Below are some records; reproduce every one of them exactly.

◆ ◆ ◆ ◆ ◆ ◆ ◆

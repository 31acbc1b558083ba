//! Canvas surface abstraction.

use kurbo::{Rect, Size};
use peniko::Color;
use thiserror::Error;

/// Render errors.
#[derive(Debug, Error)]
pub enum RenderError {
    #[error("Surface error: {0}")]
    Surface(String),
    #[error("Encoding failed: {0}")]
    Encode(String),
}

/// Result type for render operations.
pub type RenderResult<T> = Result<T, RenderError>;

/// A 2D drawing surface with a fixed logical size.
///
/// The browser backend wraps a `CanvasRenderingContext2d`; [`DisplayList`]
/// records calls for tests and offline rasterization.
pub trait Surface {
    /// Logical size in canvas pixels.
    fn size(&self) -> Size;

    /// Change the logical size. Clears the surface.
    fn resize(&mut self, size: Size);

    /// Erase everything.
    fn clear(&mut self);

    fn fill_rect(&mut self, rect: Rect, color: Color);

    /// Stroke the outline of `rect`, centered on its edges.
    fn stroke_rect(&mut self, rect: Rect, color: Color, width: f64);
}

/// One recorded drawing call.
#[derive(Debug, Clone, Copy)]
pub enum DrawCommand {
    Fill { rect: Rect, color: Color },
    Stroke { rect: Rect, color: Color, width: f64 },
}

impl DrawCommand {
    pub fn rect(&self) -> Rect {
        match self {
            DrawCommand::Fill { rect, .. } | DrawCommand::Stroke { rect, .. } => *rect,
        }
    }

    pub fn color(&self) -> Color {
        match self {
            DrawCommand::Fill { color, .. } | DrawCommand::Stroke { color, .. } => *color,
        }
    }
}

/// Surface that records the calls made since the last clear.
#[derive(Debug, Clone, Default)]
pub struct DisplayList {
    size: Size,
    commands: Vec<DrawCommand>,
}

impl DisplayList {
    pub fn new(size: Size) -> Self {
        Self {
            size,
            commands: Vec::new(),
        }
    }

    /// Calls made since the last clear, in paint order.
    pub fn commands(&self) -> &[DrawCommand] {
        &self.commands
    }

    /// Recorded fills.
    pub fn fills(&self) -> impl Iterator<Item = (Rect, Color)> + '_ {
        self.commands.iter().filter_map(|command| match command {
            DrawCommand::Fill { rect, color } => Some((*rect, *color)),
            DrawCommand::Stroke { .. } => None,
        })
    }

    /// Recorded strokes.
    pub fn strokes(&self) -> impl Iterator<Item = (Rect, Color, f64)> + '_ {
        self.commands.iter().filter_map(|command| match command {
            DrawCommand::Stroke { rect, color, width } => Some((*rect, *color, *width)),
            DrawCommand::Fill { .. } => None,
        })
    }
}

impl Surface for DisplayList {
    fn size(&self) -> Size {
        self.size
    }

    fn resize(&mut self, size: Size) {
        self.size = size;
        self.commands.clear();
    }

    fn clear(&mut self) {
        self.commands.clear();
    }

    fn fill_rect(&mut self, rect: Rect, color: Color) {
        self.commands.push(DrawCommand::Fill { rect, color });
    }

    fn stroke_rect(&mut self, rect: Rect, color: Color, width: f64) {
        self.commands.push(DrawCommand::Stroke { rect, color, width });
    }
}

#[cfg(test)]
mod tests {
    use super::*;

    #[test]
    fn test_display_list_records_in_order() {
        let mut list = DisplayList::new(Size::new(180.0, 300.0));
        list.fill_rect(Rect::new(0.0, 0.0, 10.0, 10.0), Color::WHITE);
        list.stroke_rect(Rect::new(1.0, 1.0, 5.0, 5.0), Color::BLACK, 0.5);

        assert_eq!(list.commands().len(), 2);
        assert_eq!(list.fills().count(), 1);
        let (_, _, width) = list.strokes().next().unwrap();
        assert!((width - 0.5).abs() < f64::EPSILON);
    }

    #[test]
    fn test_clear_and_resize_drop_commands() {
        let mut list = DisplayList::new(Size::new(180.0, 300.0));
        list.fill_rect(Rect::new(0.0, 0.0, 10.0, 10.0), Color::WHITE);
        list.clear();
        assert!(list.commands().is_empty());

        list.fill_rect(Rect::new(0.0, 0.0, 10.0, 10.0), Color::WHITE);
        list.resize(Size::new(180.0, 120.0));
        assert!(list.commands().is_empty());
        assert_eq!(list.size(), Size::new(180.0, 120.0));
    }
}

◆ ◆ ◆ ◆ ◆ ◆ ◆

# Expected answer:
repository 31acbc1b558083ba
//! Canvas surface abstraction.

use kurbo::{Rect, Size};
use peniko::Color;
use thiserror::Error;

/// Render errors.
#[derive(Debug, Error)]
pub enum RenderError {
    #[error("Surface error: {0}")]
    Surface(String),
    #[error("Encoding failed: {0}")]
    Encode(String),
}

/// Result type for render operations.
pub type RenderResult<T> = Result<T, RenderError>;

/// A 2D drawing surface with a fixed logical size.
///
/// The browser backend wraps a `CanvasRenderingContext2d`; [`DisplayList`]
/// records calls for tests and offline rasterization.
pub trait Surface {
    /// Logical size in canvas pixels.
    fn size(&self) -> Size;

    /// Change the logical size. Clears the surface.
    fn resize(&mut self, size: Size);

    /// Erase everything.
    fn clear(&mut self);

    fn fill_rect(&mut self, rect: Rect, color: Color);

    /// Stroke the outline of `rect`, centered on its edges.
    fn stroke_rect(&mut self, rect: Rect, color: Color, width: f64);
}

/// One recorded drawing call.
#[derive(Debug, Clone, Copy)]
pub enum DrawCommand {
    Fill { rect: Rect, color: Color },
    Stroke { rect: Rect, color: Color, width: f64 },
}

impl DrawCommand {
    pub fn rect(&self) -> Rect {
        match self {
            DrawCommand::Fill { rect, .. } | DrawCommand::Stroke { rect, .. } => *rect,
        }
    }

    pub fn color(&self) -> Color {
        match self {
            DrawCommand::Fill { color, .. } | DrawCommand::Stroke { color, .. } => *color,
        }
    }
}

/// Surface that records the calls made since the last clear.
#[derive(Debug, Clone, Default)]
pub struct DisplayList {
    size: Size,
    commands: Vec<DrawCommand>,
}

impl DisplayList {
    pub fn new(size: Size) -> Self {
        Self {
            size,
            commands: Vec::new(),
        }
    }

    /// Calls made since the last clear, in paint order.
    pub fn commands(&self) -> &[DrawCommand] {
        &self.commands
    }

    /// Recorded fills.
    pub fn fills(&self) -> impl Iterator<Item = (Rect, Color)> + '_ {
        self.commands.iter().filter_map(|command| match command {
            DrawCommand::Fill { rect, color } => Some((*rect, *color)),
            DrawCommand::Stroke { .. } => None,
        })
    }

    /// Recorded strokes.
    pub fn strokes(&self) -> impl Iterator<Item = (Rect, Color, f64)> + '_ {
        self.commands.iter().filter_map(|command| match command {
            DrawCommand::Stroke { rect, color, width } => Some((*rect, *color, *width)),
            DrawCommand::Fill { .. } => None,
        })
    }
}

impl Surface for DisplayList {
    fn size(&self) -> Size {
        self.size
    }

    fn resize(&mut self, size: Size) {
        self.size = size;
        self.commands.clear();
    }

    fn clear(&mut self) {
        self.commands.clear();
    }

    fn fill_rect(&mut self, rect: Rect, color: Color) {
        self.commands.push(DrawCommand::Fill { rect, color });
    }

    fn stroke_rect(&mut self, rect: Rect, color: Color, width: f64) {
        self.commands.push(DrawCommand::Stroke { rect, color, width });
    }
}

#[cfg(test)]
mod tests {
    use super::*;

    #[test]
    fn test_display_list_records_in_order() {
        let mut list = DisplayList::new(Size::new(180.0, 300.0));
        list.fill_rect(Rect::new(0.0, 0.0, 10.0, 10.0), Color::WHITE);
        list.stroke_rect(Rect::new(1.0, 1.0, 5.0, 5.0), Color::BLACK, 0.5);

        assert_eq!(list.commands().len(), 2);
        assert_eq!(list.fills().count(), 1);
        let (_, _, width) = list.strokes().next().unwrap();
        assert!((width - 0.5).abs() < f64::EPSILON);
    }

    #[test]
    fn test_clear_and_resize_drop_commands() {
        let mut list = DisplayList::new(Size::new(180.0, 300.0));
        list.fill_rect(Rect::new(0.0, 0.0, 10.0, 10.0), Color::WHITE);
        list.clear();
        assert!(list.commands().is_empty());

        list.fill_rect(Rect::new(0.0, 0.0, 10.0, 10.0), Color::WHITE);
        list.resize(Size::new(180.0, 120.0));
        assert!(list.commands().is_empty());
        assert_eq!(list.size(), Size::new(180.0, 120.0));
    }
}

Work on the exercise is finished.